Beingessner: Rust's Unsafe Pointer Types Need An Overhaul
Posted Mar 22, 2022 17:13 UTC (Tue) by NYKevin (subscriber, #129325) [Link]
Nobody is disputing that. We are telling you that the compiler will fail to emit acquire/release memory barrier instructions on non-x86 platforms, and without those, you get no cross-thread guarantees.
Beingessner: Rust's Unsafe Pointer Types Need An Overhaul
Posted Mar 22, 2022 18:27 UTC (Tue) by khim (subscriber, #9252) [Link]
> Again, "volatile" is to ask the *compiler* not to optimize access to memory in the generated binary code.
And that's not enough. Not even on x86. You know that, right?
Intel 8086 included lock
prefix from the very beginning! And you can not force compiler to use it with volatile
. End of story.
Yes, with C89 you had no choice but to use assembler with some volatile
sprinkled here and there. C11 offers atomics which provide much more concise and usable semantic.
Don't use volatile
except in kernel, please. It's not needed and harmful.

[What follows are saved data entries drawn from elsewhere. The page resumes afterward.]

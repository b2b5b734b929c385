mod ui;

use crossterm::event::{self, DisableFocusChange, EnableFocusChange, Event, KeyCode, KeyEventKind};
use crossterm::terminal::{
    disable_raw_mode, enable_raw_mode, EnterAlternateScreen, LeaveAlternateScreen,
};
use crossterm::ExecutableCommand;
use pairs::core::DRIVER_POLL_INTERVAL_MS;
use pairs::view::dispatch;
use pairs::{build_info, GameConfig, GameSession, GridSize, SaveStore, SelectOutcome};
use rand::rngs::StdRng;
use rand::SeedableRng;
use ratatui::{backend::CrosstermBackend, Terminal};
use std::io;
use std::path::PathBuf;
use std::time::{Duration, Instant};
use tracing_subscriber::EnvFilter;
use ui::board_scene::render_board_scene;
use ui::{BoardInput, TerminalView};

#[derive(Debug, Default)]
struct Args {
    grid: Option<GridSize>,
    seed: Option<u64>,
    data_dir: Option<PathBuf>,
    fresh: bool,
}

fn print_help() {
    println!("Pairs - matching-pairs memory game\n");
    println!("Usage: pairs [options]\n");
    println!("Options:");
    println!("  --width N        Grid width for a new game");
    println!("  --height N       Grid height for a new game");
    println!("  --seed N         Seed the shuffle");
    println!("  --data-dir PATH  Keep the save slot in PATH");
    println!("  --new            Ignore any saved game");
    println!("  --version        Show version information");
    println!("  --help           Show this help message");
}

fn parse_number<T: std::str::FromStr>(flag: &str, value: Option<String>) -> T {
    match value.as_deref().map(str::parse) {
        Some(Ok(n)) => n,
        _ => {
            eprintln!("{} expects a number", flag);
            std::process::exit(1);
        }
    }
}

fn parse_args() -> Args {
    let mut args = Args::default();
    let mut width = None;
    let mut height = None;
    let mut iter = std::env::args().skip(1);

    while let Some(arg) = iter.next() {
        match arg.as_str() {
            "--width" => width = Some(parse_number::<u32>("--width", iter.next())),
            "--height" => height = Some(parse_number::<u32>("--height", iter.next())),
            "--seed" => args.seed = Some(parse_number::<u64>("--seed", iter.next())),
            "--data-dir" => match iter.next() {
                Some(path) => args.data_dir = Some(PathBuf::from(path)),
                None => {
                    eprintln!("--data-dir expects a path");
                    std::process::exit(1);
                }
            },
            "--new" => args.fresh = true,
            "--version" | "-v" => {
                println!("{}", build_info::version_line());
                std::process::exit(0);
            }
            "--help" | "-h" => {
                print_help();
                std::process::exit(0);
            }
            other => {
                eprintln!("Unknown argument: {}", other);
                eprintln!("Run 'pairs --help' for usage.");
                std::process::exit(1);
            }
        }
    }

    if width.is_some() || height.is_some() {
        let default = GridSize::default();
        args.grid = Some(GridSize::new(
            width.unwrap_or(default.width),
            height.unwrap_or(default.height),
        ));
    }
    args
}

fn init_tracing() {
    let filter = EnvFilter::try_from_default_env().unwrap_or_else(|_| EnvFilter::new("warn"));
    // Logs go to stderr so they do not tear the alternate screen
    tracing_subscriber::fmt()
        .with_env_filter(filter)
        .with_writer(io::stderr)
        .with_target(false)
        .init();
}

fn open_store(data_dir: Option<PathBuf>) -> Option<SaveStore> {
    let store = match data_dir {
        Some(dir) => SaveStore::in_dir(dir),
        None => SaveStore::new(),
    };
    match store {
        Ok(store) => Some(store),
        Err(e) => {
            tracing::warn!(error = %e, "save slot unavailable; progress will not persist");
            None
        }
    }
}

fn map_key(code: KeyCode) -> BoardInput {
    match code {
        KeyCode::Up | KeyCode::Char('k') => BoardInput::Up,
        KeyCode::Down | KeyCode::Char('j') => BoardInput::Down,
        KeyCode::Left | KeyCode::Char('h') => BoardInput::Left,
        KeyCode::Right | KeyCode::Char('l') => BoardInput::Right,
        KeyCode::Enter | KeyCode::Char(' ') => BoardInput::Select,
        KeyCode::Char('s') | KeyCode::Char('S') => BoardInput::Save,
        KeyCode::Char('n') | KeyCode::Char('N') => BoardInput::NewGame,
        KeyCode::Char('g') | KeyCode::Char('G') => BoardInput::NextGrid,
        KeyCode::Char('q') | KeyCode::Char('Q') | KeyCode::Esc => BoardInput::Quit,
        _ => BoardInput::Other,
    }
}

/// Save and report the outcome in the status line. Failures never stop play.
fn save_game(session: &GameSession, view: &mut TerminalView) {
    match session.save() {
        Ok(()) => view.set_status("Game saved"),
        Err(e) => {
            tracing::warn!(error = %e, "save failed");
            view.set_status("Save failed");
        }
    }
}

/// Losing focus is a save trigger. Finished games have nothing to keep.
fn on_focus_lost(session: &GameSession, view: &mut TerminalView) {
    if session.controller().is_game_over() {
        return;
    }
    tracing::debug!("terminal lost focus; saving");
    save_game(session, view);
}

fn main() -> io::Result<()> {
    let args = parse_args();
    init_tracing();

    let store = open_store(args.data_dir);
    let mut rng = match args.seed {
        Some(seed) => StdRng::seed_from_u64(seed),
        None => StdRng::from_entropy(),
    };

    let clock = Instant::now();
    let now = || clock.elapsed().as_secs_f64();

    let config = GameConfig::default();
    let grid = args.grid.unwrap_or_default();
    let mut session = if args.fresh || args.grid.is_some() {
        GameSession::start(config, grid, store, &mut rng)
    } else {
        GameSession::load_or_new(config, grid, store, &mut rng, now())
    };

    let mut view = TerminalView::new();

    enable_raw_mode()?;
    let mut stdout = io::stdout();
    stdout.execute(EnterAlternateScreen)?;
    stdout.execute(EnableFocusChange)?;
    let backend = CrosstermBackend::new(stdout);
    let mut terminal = Terminal::new(backend)?;

    let result = run(&mut terminal, &mut session, &mut view, &mut rng, &now);

    // Quitting is a save trigger; a finished game has nothing to keep
    session.shutdown();
    if let Err(e) = session.save() {
        tracing::warn!(error = %e, "save on exit failed");
    }

    disable_raw_mode()?;
    terminal.backend_mut().execute(DisableFocusChange)?;
    terminal.backend_mut().execute(LeaveAlternateScreen)?;
    terminal.show_cursor()?;
    result
}

fn run(
    terminal: &mut Terminal<CrosstermBackend<io::Stdout>>,
    session: &mut GameSession,
    view: &mut TerminalView,
    rng: &mut StdRng,
    now: &dyn Fn() -> f64,
) -> io::Result<()> {
    loop {
        session.tick(now());
        let events = session.drain_events();
        dispatch(session, &events, view);

        terminal.draw(|frame| render_board_scene(frame, view))?;

        if !event::poll(Duration::from_millis(DRIVER_POLL_INTERVAL_MS))? {
            continue;
        }
        let key = match event::read()? {
            Event::Key(key) => key,
            Event::FocusLost => {
                on_focus_lost(session, view);
                continue;
            }
            _ => continue,
        };
        if key.kind != KeyEventKind::Press {
            continue;
        }

        match map_key(key.code) {
            BoardInput::Up => view.move_cursor(-1, 0),
            BoardInput::Down => view.move_cursor(1, 0),
            BoardInput::Left => view.move_cursor(0, -1),
            BoardInput::Right => view.move_cursor(0, 1),
            BoardInput::Select => {
                let index = view.cursor_index();
                if index < session.board().len() {
                    if let SelectOutcome::Ignored(reason) = session.select_card(index, now()) {
                        tracing::debug!(index, ?reason, "card not selectable");
                    }
                }
            }
            BoardInput::Save => save_game(session, view),
            BoardInput::NewGame => {
                let grid = session.grid();
                session.new_game(grid, rng);
                view.set_status(format!("New {} game", grid));
            }
            BoardInput::NextGrid => {
                // Changing the grid mid-game keeps the current game in the slot
                if !session.controller().is_game_over() {
                    save_game(session, view);
                }
                let grid = session.grid().next_preset();
                session.new_game(grid, rng);
                view.set_status(format!("New {} game", grid));
            }
            BoardInput::Quit => return Ok(()),
            BoardInput::Other => {}
        }
    }
}

#[cfg(test)]
mod tests {
    use super::*;
    use rand_chacha::ChaCha8Rng;

    fn session_in(dir: &std::path::Path, config: GameConfig, grid: GridSize) -> (GameSession, SaveStore) {
        let store = SaveStore::in_dir(dir).expect("store");
        let mut rng = ChaCha8Rng::seed_from_u64(3);
        (GameSession::start(config, grid, Some(store.clone()), &mut rng), store)
    }

    #[test]
    fn test_focus_lost_saves_game_in_progress() {
        let temp = tempfile::tempdir().expect("tempdir");
        let (mut session, store) = session_in(temp.path(), GameConfig::default(), GridSize::new(2, 2));
        session.select_card(0, 0.0);
        let mut view = TerminalView::new();

        on_focus_lost(&session, &mut view);
        assert!(store.has_saved_game());
        assert_eq!(store.read().expect("read"), session.snapshot());
    }

    #[test]
    fn test_focus_lost_skips_finished_game() {
        let temp = tempfile::tempdir().expect("tempdir");
        let (mut session, store) = session_in(temp.path(), GameConfig::instant(), GridSize::new(2, 1));
        session.select_card(0, 0.0);
        session.select_card(1, 0.0);
        session.tick(0.0);
        let mut view = TerminalView::new();

        on_focus_lost(&session, &mut view);
        assert!(!store.has_saved_game());
    }

    #[test]
    fn test_map_key_bindings() {
        assert_eq!(map_key(KeyCode::Char(' ')), BoardInput::Select);
        assert_eq!(map_key(KeyCode::Char('s')), BoardInput::Save);
        assert_eq!(map_key(KeyCode::Esc), BoardInput::Quit);
        assert_eq!(map_key(KeyCode::Tab), BoardInput::Other);
    }
}
// Scoring
pub const BASE_MATCH_SCORE: u32 = 100;
pub const COMBO_WINDOW_SECONDS: f64 = 3.0;
pub const MAX_COMBO: u32 = 10;
// Bonus per combo step, in tenths of the base score (truncated)
pub const COMBO_MULTIPLIER: u32 = 5;

// Resolution timing
pub const MATCH_DELAY_SECONDS: f64 = 0.5;
pub const MISMATCH_DELAY_SECONDS: f64 = 1.0;

// Board
pub const DEFAULT_GRID_WIDTH: u32 = 4;
pub const DEFAULT_GRID_HEIGHT: u32 = 4;
pub const MIN_GRID_DIMENSION: u32 = 1;
pub const MAX_GRID_DIMENSION: u32 = 12;
pub const SYMBOL_POOL_SIZE: u32 = 24;
// Card back sits just past the face symbols
pub const CARD_BACK_SYMBOL: u32 = SYMBOL_POOL_SIZE;

// Persistence
pub const SAVE_FILE_NAME: &str = "memory_save.json";
pub const PREFERENCES_FILE_NAME: &str = "preferences.json";

// Terminal driver
pub const DRIVER_POLL_INTERVAL_MS: u64 = 16;
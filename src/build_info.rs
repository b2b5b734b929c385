//! Compile-time build information, generated by `build.rs`.

include!(concat!(env!("OUT_DIR"), "/build_info.rs"));

/// Version line printed by `pairs --version`.
pub fn version_line() -> String {
    format!(
        "pairs {} ({} {})",
        env!("CARGO_PKG_VERSION"),
        BUILD_DATE,
        BUILD_COMMIT
    )
}

#[cfg(test)]
mod tests {
    use super::*;

    #[test]
    fn test_commit_is_short_hash_or_unknown() {
        assert!(BUILD_COMMIT == "unknown" || BUILD_COMMIT.len() == 7);
    }

    #[test]
    fn test_version_line_mentions_package_version() {
        let line = version_line();
        assert!(line.starts_with("pairs "));
        assert!(line.contains(env!("CARGO_PKG_VERSION")));
        assert!(line.contains(BUILD_DATE));
    }
}
//! Turn controller: the card-selection state machine.
//!
//! A turn reveals two cards. The second selection counts a move and schedules
//! a resolution; when it fires, a pair is committed and scored or both cards
//! flip back. Finding the last pair ends the game.

pub mod logic;
pub mod types;

pub use logic::*;
pub use types::*;
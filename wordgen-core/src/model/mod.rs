//! Markov model over words.
//!
//! A [`graph::TransitionGraph`] owns one [`node::TransitionNode`] per
//! distinct word; the nodes carry the occurrence and successor counts and
//! answer the per-word queries, the graph handles ingestion and the
//! chain walks.

/// The word-keyed transition graph and its three queries.
pub mod graph;

/// A single word with its occurrence count and weighted outgoing edges.
pub mod node;
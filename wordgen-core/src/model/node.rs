use std::cmp::Ordering;
use std::collections::HashMap;

use rand::Rng;

use crate::heap::BinaryMaxHeap;

/// One distinct word of the ingested sequence, together with the words
/// observed immediately after it.
///
/// Conceptually a vertex of a first-order Markov chain whose outgoing
/// edges are weighted by observation counts.
///
/// # Responsibilities
/// - Count how many times this word occurs in the input
/// - Count, per following word, how many times it comes right after
/// - Answer successor queries: single best, top k, weighted random draw
///
/// # Invariants
/// - `occurrences >= 1` from creation onward
/// - `total_successors` always equals the sum of all `successors` counts
#[derive(Debug, Clone)]
pub struct TransitionNode {
	/// The word this node stands for, fixed at creation.
	word: String,
	/// Number of times the word occurs in the ingested sequence.
	occurrences: usize,
	/// Sum of all successor counts, kept in step with `successors`.
	total_successors: usize,
	/// Words that follow this one, with how often each was seen.
	successors: HashMap<String, usize>,
}

impl TransitionNode {
	/// Creates a node for `word` with a single occurrence and no edges.
	pub(crate) fn new(word: &str) -> Self {
		Self {
			word: word.to_owned(),
			occurrences: 1,
			total_successors: 0,
			successors: HashMap::new(),
		}
	}

	/// The word stored at this node.
	pub fn word(&self) -> &str {
		&self.word
	}

	/// Number of times this word occurs in the ingested sequence.
	pub fn occurrences(&self) -> usize {
		self.occurrences
	}

	/// Number of distinct words observed after this one.
	pub fn distinct_successors(&self) -> usize {
		self.successors.len()
	}

	/// Total number of recorded follow-ups, over all successors.
	pub fn total_successors(&self) -> usize {
		self.total_successors
	}

	/// Records one more sighting of this word.
	pub(crate) fn record_occurrence(&mut self) {
		self.occurrences += 1;
	}

	/// Records that `next_word` was observed right after this word.
	pub(crate) fn record_successor(&mut self, next_word: &str) {
		*self.successors.entry(next_word.to_owned()).or_insert(0) += 1;
		self.total_successors += 1;
	}

	/// Returns the successor with the highest count, or `None` if no word
	/// was ever observed after this one.
	///
	/// Count ties go to the lexicographically smaller word.
	pub fn most_probable_successor(&self) -> Option<&str> {
		let mut best: Option<(&str, usize)> = None;

		for (word, &count) in &self.successors {
			let replace = match best {
				None => true,
				Some((best_word, best_count)) => {
					count > best_count || (count == best_count && word.as_str() < best_word)
				}
			};
			if replace {
				best = Some((word.as_str(), count));
			}
		}

		best.map(|(word, _)| word)
	}

	/// Returns up to `k` successors, most frequent first.
	///
	/// Builds a fresh heap over the distinct successors and extracts
	/// `min(k, distinct)` of them, so asking for more words than exist is
	/// not an error. On a count tie the lexicographically smaller word is
	/// extracted first, matching [`Self::most_probable_successor`].
	pub fn top_successors(&self, k: usize) -> Vec<String> {
		let mut heap = self.successor_heap();
		let count = k.min(heap.len());

		let mut output = Vec::with_capacity(count);
		for _ in 0..count {
			// cannot fail, count is bounded by the heap size
			let Ok(word) = heap.extract_max() else { break };
			output.push(word.to_owned());
		}
		output
	}

	/// Draws one successor at random, weighted by observation count.
	///
	/// Returns `None` if no word was ever observed after this one. Each
	/// call is independent: a fresh heap is built from the current counts
	/// and discarded afterwards.
	///
	/// # Notes
	/// - The draw range is inclusive of `total_successors`; the boundary
	///   value walks through every successor and lands on the last one
	///   extracted, so it slightly favors the rarest word. Kept as is so
	///   generated chains stay reproducible under a fixed rng seed.
	pub fn weighted_random_successor<R: Rng>(&self, rng: &mut R) -> Option<&str> {
		if self.successors.is_empty() {
			return None;
		}

		let mut remaining = rng.random_range(0..=self.total_successors as i64);
		let mut heap = self.successor_heap();

		loop {
			// the heap cannot run dry before `remaining` reaches zero:
			// the successor counts sum to the draw's upper bound
			let word = heap.extract_max().ok()?;
			remaining -= self.successors[word] as i64;
			if remaining <= 0 {
				return Some(word);
			}
		}
	}

	/// Builds an ephemeral heap over the distinct successors, ranked by
	/// count. Count ties compare the words in reverse lexical order, which
	/// makes the smaller word rank higher.
	fn successor_heap<'a>(
		&'a self,
	) -> BinaryMaxHeap<&'a str, impl Fn(&&'a str, &&'a str) -> Ordering + 'a> {
		let words: Vec<&'a str> = self.successors.keys().map(String::as_str).collect();
		BinaryMaxHeap::from_vec_with_comparator(words, move |a: &&'a str, b: &&'a str| {
			self.successors[*a]
				.cmp(&self.successors[*b])
				.then_with(|| b.cmp(a))
		})
	}
}
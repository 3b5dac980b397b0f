use std::path::PathBuf;

use anyhow::Result;
use clap::{Parser, ValueEnum};

use wordgen_core::io::load_words;
use wordgen_core::model::graph::TransitionGraph;

/// How the output chain advances from one word to the next.
#[derive(Debug, Clone, Copy, PartialEq, Eq, ValueEnum)]
enum ChainMode {
    /// Always follow the single most probable successor
    One,
    /// Draw each successor at random, weighted by observed frequency
    All,
}

/// Word-level Markov text generator.
///
/// Builds a transition graph from the input file and either lists the k
/// most probable successors of the seed word (no mode given) or prints a
/// generated chain of k words.
#[derive(Debug, Parser)]
#[clap(name = "wordgen", about = "Word-level Markov text generator")]
struct CliArguments {
    /// Text file used to build the model
    input: PathBuf,

    /// Seed word to start from
    seed: String,

    /// Number of words to produce
    k: usize,

    /// Chain mode; omit it to list the k most probable successors instead
    #[clap(value_enum)]
    mode: Option<ChainMode>,
}

fn main() -> Result<()> {
    let args = CliArguments::parse();

    let words = load_words(&args.input)?;
    let graph = TransitionGraph::new(&words);

    let output = match args.mode {
        None => graph.top_successors(&args.seed, args.k)?,
        Some(ChainMode::One) => graph.generate_greedy_chain(&args.seed, args.k)?,
        Some(ChainMode::All) => {
            graph.generate_weighted_chain(&args.seed, args.k, &mut rand::rng())?
        }
    };

    println!("{}", output.join(" "));
    Ok(())
}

Beingessner: Rust's Unsafe Pointer Types Need An Overhaul
Posted Mar 22, 2022 20:13 UTC (Tue) by jlombera (guest, #155698) [Link]
Beingessner: Rust's Unsafe Pointer Types Need An Overhaul
Posted Mar 23, 2022 0:20 UTC (Wed) by excors (subscriber, #95769) [Link]
The main thing I can think of is e.g. performance counters, where one thread updates them and another thread periodically reads them, and where you don't care if it reads slightly stale values (but not worse than a few usecs) or reads each counter in an unpredictable order. In that case, you do need something like volatile (to ensure the first thread doesn't hold the counter in a register for many usecs) but you don't need any further synchronisation guarantees. You also need atomic reads/writes, which I don't think volatile guarantees, but in practice it's probably okay if it's an aligned word-sized value.
Probably you could also do a simple form of mailboxes, where the producer thread does "while (m != 0) {}; m = 42;" and the consumer thread does "while (m == 0) {}; do_work(m); m = 0;", where (I think? but not certain) there are hopefully enough implicit dependencies that it will always behave as expected on any CPU. (But that won't work if you want to share more than a single word, because the mailbox message won't be synchronised with any other memory access.)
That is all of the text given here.